*Action item:* Please state how many lines of the listing contain the word "None", giving the number by itself.
Top of Data to examine
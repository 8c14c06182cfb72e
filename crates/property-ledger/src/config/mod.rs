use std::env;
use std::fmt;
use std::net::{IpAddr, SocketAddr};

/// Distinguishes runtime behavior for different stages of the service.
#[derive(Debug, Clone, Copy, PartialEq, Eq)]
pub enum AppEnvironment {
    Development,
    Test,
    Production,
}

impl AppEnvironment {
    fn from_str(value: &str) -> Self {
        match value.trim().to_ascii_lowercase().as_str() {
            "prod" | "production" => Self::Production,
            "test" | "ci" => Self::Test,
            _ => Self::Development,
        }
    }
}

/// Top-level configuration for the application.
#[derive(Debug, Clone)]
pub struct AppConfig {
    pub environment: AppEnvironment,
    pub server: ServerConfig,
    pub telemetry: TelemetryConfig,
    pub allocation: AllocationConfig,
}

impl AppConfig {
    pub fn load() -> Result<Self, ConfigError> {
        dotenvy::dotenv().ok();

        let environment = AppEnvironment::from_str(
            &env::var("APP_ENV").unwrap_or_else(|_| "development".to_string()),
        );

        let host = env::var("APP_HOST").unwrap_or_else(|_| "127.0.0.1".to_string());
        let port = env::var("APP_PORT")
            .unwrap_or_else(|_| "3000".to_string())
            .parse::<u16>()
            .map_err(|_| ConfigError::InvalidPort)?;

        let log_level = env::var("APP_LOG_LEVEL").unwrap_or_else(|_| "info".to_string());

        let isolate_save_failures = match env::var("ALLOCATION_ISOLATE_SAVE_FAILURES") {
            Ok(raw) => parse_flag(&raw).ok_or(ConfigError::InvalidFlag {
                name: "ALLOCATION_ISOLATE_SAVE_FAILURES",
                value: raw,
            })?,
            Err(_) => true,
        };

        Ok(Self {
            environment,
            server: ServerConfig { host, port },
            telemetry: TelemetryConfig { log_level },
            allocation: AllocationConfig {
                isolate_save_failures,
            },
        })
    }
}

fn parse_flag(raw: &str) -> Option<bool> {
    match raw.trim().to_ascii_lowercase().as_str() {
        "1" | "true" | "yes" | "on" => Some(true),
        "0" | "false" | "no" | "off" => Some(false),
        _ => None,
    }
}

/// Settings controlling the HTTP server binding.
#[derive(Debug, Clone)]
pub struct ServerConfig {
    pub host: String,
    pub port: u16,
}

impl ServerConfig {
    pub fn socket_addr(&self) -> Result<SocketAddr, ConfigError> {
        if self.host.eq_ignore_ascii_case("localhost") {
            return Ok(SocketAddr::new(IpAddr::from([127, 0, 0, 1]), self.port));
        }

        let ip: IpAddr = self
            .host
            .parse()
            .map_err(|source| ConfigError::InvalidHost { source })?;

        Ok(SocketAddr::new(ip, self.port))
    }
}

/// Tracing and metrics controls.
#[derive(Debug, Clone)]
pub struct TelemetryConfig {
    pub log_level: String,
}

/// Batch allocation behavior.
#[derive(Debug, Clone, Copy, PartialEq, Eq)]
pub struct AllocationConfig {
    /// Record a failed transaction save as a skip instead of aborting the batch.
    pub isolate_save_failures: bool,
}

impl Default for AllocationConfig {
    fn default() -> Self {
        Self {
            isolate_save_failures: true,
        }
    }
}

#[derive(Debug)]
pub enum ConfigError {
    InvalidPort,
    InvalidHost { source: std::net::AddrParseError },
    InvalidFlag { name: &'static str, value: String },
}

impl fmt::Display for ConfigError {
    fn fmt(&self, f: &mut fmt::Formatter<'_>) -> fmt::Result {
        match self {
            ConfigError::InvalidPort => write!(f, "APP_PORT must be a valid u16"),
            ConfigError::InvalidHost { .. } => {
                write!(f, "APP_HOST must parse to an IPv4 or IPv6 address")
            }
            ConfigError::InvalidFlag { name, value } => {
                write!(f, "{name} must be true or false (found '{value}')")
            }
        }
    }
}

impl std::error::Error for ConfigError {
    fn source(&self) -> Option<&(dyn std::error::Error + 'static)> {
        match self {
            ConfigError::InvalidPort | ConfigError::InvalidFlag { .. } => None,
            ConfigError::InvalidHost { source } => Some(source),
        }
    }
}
Bottom of Data to examine
*Task output:* 2